» **The input**
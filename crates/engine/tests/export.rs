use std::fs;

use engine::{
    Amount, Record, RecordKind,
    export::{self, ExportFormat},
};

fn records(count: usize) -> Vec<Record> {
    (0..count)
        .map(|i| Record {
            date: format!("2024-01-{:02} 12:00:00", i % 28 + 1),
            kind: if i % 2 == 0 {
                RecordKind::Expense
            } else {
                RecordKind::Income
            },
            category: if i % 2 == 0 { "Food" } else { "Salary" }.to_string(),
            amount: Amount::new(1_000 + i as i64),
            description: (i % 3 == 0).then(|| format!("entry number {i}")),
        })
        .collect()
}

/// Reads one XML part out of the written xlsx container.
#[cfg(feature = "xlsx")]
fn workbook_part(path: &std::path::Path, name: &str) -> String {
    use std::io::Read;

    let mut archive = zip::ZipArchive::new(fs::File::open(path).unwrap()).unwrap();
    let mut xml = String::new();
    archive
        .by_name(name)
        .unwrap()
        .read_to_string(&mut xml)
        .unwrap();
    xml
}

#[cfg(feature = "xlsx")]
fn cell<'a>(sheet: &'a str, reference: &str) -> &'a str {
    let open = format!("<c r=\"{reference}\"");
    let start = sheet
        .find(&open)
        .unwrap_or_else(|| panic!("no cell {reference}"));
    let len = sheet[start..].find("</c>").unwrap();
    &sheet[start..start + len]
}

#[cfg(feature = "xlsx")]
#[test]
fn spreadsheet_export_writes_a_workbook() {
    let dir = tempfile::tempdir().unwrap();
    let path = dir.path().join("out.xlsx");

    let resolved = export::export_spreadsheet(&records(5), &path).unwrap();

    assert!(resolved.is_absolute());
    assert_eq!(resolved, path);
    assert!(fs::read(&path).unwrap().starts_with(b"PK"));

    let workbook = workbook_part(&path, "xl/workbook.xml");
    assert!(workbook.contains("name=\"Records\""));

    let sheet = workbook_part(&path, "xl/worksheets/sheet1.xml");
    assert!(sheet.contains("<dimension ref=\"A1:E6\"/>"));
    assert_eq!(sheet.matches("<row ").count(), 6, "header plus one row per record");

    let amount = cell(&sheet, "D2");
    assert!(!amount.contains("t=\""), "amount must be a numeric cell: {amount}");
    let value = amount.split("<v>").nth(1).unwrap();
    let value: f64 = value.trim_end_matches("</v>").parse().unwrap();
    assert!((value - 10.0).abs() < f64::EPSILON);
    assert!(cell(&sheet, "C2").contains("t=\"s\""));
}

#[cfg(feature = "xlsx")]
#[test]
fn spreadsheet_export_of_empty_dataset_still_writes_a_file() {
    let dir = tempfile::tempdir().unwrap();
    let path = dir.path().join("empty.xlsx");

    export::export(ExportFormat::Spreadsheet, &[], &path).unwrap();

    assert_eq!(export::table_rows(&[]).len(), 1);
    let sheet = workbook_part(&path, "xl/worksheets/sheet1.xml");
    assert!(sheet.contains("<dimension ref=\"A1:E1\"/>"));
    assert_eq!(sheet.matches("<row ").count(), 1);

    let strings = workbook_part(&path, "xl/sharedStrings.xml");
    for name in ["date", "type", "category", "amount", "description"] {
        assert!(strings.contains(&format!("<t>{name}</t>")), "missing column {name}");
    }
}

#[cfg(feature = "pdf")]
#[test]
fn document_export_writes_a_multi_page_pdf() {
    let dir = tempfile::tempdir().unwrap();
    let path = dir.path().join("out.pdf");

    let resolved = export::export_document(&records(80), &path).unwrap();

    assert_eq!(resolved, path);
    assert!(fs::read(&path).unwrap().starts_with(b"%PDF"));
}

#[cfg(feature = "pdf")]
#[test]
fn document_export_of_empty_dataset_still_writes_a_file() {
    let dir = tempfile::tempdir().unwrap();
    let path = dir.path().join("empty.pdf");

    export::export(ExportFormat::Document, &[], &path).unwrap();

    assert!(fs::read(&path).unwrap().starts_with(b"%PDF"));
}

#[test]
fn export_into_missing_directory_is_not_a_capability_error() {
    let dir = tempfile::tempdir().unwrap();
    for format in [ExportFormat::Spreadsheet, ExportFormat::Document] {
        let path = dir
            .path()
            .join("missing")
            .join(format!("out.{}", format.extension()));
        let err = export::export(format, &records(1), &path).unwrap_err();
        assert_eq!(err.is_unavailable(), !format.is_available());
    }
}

» **What to produce**
Using the data above, reproduce exactly the lines from the line that contains "amount: Amount::new(1_000 +" through the line that contains "plus one row", including both.

» **Exercise solution**
            amount: Amount::new(1_000 + i as i64),
            description: (i % 3 == 0).then(|| format!("entry number {i}")),
        })
        .collect()
}

/// Reads one XML part out of the written xlsx container.
#[cfg(feature = "xlsx")]
fn workbook_part(path: &std::path::Path, name: &str) -> String {
    use std::io::Read;

    let mut archive = zip::ZipArchive::new(fs::File::open(path).unwrap()).unwrap();
    let mut xml = String::new();
    archive
        .by_name(name)
        .unwrap()
        .read_to_string(&mut xml)
        .unwrap();
    xml
}

#[cfg(feature = "xlsx")]
fn cell<'a>(sheet: &'a str, reference: &str) -> &'a str {
    let open = format!("<c r=\"{reference}\"");
    let start = sheet
        .find(&open)
        .unwrap_or_else(|| panic!("no cell {reference}"));
    let len = sheet[start..].find("</c>").unwrap();
    &sheet[start..start + len]
}

#[cfg(feature = "xlsx")]
#[test]
fn spreadsheet_export_writes_a_workbook() {
    let dir = tempfile::tempdir().unwrap();
    let path = dir.path().join("out.xlsx");

    let resolved = export::export_spreadsheet(&records(5), &path).unwrap();

    assert!(resolved.is_absolute());
    assert_eq!(resolved, path);
    assert!(fs::read(&path).unwrap().starts_with(b"PK"));

    let workbook = workbook_part(&path, "xl/workbook.xml");
    assert!(workbook.contains("name=\"Records\""));

    let sheet = workbook_part(&path, "xl/worksheets/sheet1.xml");
    assert!(sheet.contains("<dimension ref=\"A1:E6\"/>"));
    assert_eq!(sheet.matches("<row ").count(), 6, "header plus one row per record");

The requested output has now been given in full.